• _WORK TASK_
Below are some records. Count the lines with "candidates" in them and give nothing but the total.

Start of WORKING DATA

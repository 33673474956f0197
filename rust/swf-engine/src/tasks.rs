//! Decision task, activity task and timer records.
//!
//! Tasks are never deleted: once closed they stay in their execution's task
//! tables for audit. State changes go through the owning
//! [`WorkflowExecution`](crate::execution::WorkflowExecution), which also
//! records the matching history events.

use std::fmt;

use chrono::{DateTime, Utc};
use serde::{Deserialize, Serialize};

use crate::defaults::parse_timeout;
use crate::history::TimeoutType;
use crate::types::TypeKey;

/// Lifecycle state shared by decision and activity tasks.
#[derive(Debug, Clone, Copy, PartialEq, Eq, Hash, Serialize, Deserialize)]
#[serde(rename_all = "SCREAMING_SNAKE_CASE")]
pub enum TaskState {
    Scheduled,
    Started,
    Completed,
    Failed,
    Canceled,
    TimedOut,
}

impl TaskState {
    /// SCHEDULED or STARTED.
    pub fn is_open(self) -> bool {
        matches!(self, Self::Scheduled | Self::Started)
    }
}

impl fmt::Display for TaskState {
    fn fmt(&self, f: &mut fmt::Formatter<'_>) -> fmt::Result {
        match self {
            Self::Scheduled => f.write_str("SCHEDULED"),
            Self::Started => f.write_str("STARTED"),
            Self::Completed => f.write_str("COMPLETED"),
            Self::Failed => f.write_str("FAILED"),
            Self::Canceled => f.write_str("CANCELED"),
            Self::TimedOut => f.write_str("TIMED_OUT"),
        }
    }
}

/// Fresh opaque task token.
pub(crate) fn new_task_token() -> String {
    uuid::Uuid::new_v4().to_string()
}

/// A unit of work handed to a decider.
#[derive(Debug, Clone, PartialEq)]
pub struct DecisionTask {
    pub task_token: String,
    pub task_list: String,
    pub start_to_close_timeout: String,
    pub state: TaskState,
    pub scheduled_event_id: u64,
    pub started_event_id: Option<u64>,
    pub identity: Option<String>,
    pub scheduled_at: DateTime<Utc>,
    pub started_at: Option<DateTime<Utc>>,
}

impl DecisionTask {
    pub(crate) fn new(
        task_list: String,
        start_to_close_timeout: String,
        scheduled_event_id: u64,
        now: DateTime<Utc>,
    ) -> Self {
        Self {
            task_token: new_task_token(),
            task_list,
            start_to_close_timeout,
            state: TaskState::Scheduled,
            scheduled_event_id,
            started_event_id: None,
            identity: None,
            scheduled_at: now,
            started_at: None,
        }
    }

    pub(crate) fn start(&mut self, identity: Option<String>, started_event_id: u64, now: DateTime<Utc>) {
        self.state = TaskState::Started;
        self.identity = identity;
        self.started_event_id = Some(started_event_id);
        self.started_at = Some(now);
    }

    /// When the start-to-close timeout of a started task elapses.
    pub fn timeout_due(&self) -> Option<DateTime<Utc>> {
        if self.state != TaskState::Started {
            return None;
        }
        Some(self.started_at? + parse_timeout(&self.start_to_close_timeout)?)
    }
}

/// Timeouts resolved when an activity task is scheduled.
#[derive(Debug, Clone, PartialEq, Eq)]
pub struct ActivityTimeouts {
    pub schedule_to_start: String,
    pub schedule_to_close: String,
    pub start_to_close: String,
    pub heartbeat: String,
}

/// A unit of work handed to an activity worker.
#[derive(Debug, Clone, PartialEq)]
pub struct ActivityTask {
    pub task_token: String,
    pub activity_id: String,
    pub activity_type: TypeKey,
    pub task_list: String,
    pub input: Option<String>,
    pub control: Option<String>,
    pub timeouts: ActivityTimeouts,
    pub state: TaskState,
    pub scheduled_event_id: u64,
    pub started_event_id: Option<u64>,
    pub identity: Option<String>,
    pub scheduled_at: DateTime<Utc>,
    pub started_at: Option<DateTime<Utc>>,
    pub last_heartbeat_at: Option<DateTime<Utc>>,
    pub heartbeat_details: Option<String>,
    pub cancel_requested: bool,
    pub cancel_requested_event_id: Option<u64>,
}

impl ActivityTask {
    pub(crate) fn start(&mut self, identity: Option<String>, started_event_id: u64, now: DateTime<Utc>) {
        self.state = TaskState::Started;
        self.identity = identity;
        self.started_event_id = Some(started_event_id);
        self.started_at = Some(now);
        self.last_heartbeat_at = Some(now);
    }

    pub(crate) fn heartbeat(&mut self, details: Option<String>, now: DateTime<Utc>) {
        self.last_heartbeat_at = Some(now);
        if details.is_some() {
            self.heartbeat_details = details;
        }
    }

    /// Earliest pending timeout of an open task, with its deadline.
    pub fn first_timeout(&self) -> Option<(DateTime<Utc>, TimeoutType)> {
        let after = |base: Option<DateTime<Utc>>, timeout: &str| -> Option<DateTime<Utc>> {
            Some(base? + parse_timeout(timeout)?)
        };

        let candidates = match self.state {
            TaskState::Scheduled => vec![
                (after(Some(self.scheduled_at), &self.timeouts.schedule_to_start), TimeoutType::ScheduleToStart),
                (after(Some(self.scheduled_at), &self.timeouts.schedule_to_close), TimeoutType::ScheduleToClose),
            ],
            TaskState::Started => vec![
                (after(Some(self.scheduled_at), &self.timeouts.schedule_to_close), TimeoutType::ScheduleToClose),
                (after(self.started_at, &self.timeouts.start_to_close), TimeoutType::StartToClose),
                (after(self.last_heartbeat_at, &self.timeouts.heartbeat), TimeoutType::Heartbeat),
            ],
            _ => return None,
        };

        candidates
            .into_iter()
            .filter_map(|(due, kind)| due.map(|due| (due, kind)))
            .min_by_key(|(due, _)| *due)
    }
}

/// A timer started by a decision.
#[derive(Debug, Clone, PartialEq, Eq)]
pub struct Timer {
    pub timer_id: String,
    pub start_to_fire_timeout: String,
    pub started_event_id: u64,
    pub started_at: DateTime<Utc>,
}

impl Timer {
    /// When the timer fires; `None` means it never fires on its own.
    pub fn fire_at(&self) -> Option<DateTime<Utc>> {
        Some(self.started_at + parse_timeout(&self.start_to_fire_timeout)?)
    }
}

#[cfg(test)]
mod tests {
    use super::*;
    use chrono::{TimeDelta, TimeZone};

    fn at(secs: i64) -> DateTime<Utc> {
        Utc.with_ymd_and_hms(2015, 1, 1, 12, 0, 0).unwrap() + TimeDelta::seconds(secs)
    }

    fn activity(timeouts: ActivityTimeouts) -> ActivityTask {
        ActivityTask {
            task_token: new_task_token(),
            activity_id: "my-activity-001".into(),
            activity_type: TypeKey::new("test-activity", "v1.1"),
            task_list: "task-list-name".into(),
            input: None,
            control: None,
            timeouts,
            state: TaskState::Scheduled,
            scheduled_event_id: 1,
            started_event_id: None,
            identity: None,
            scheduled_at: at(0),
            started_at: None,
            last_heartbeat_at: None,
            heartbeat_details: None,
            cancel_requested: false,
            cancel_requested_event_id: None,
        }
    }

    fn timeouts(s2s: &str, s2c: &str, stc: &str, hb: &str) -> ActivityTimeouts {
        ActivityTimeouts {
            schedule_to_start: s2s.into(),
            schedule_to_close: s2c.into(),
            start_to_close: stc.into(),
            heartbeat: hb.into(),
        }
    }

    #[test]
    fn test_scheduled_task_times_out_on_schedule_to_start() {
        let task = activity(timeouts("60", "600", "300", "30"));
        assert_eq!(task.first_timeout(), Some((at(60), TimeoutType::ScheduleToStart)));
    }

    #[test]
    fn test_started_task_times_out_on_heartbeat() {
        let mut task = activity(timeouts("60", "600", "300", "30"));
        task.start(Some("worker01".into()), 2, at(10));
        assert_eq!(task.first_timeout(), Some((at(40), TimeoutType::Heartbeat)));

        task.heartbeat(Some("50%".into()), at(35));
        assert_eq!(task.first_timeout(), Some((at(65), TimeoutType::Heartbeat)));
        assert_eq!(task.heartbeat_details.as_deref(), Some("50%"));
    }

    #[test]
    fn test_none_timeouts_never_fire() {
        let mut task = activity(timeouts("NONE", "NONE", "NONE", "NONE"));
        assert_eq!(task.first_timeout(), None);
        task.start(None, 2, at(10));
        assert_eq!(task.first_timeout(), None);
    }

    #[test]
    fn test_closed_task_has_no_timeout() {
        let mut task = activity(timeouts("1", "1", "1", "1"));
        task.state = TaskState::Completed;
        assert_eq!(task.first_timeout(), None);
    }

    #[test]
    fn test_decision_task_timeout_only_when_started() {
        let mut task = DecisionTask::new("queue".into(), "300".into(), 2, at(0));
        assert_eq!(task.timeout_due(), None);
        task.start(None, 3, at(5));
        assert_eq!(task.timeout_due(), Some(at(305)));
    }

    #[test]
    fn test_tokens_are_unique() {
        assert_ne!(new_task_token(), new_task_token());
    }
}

End of WORKING DATA

• _OUTPUT BELOW_
2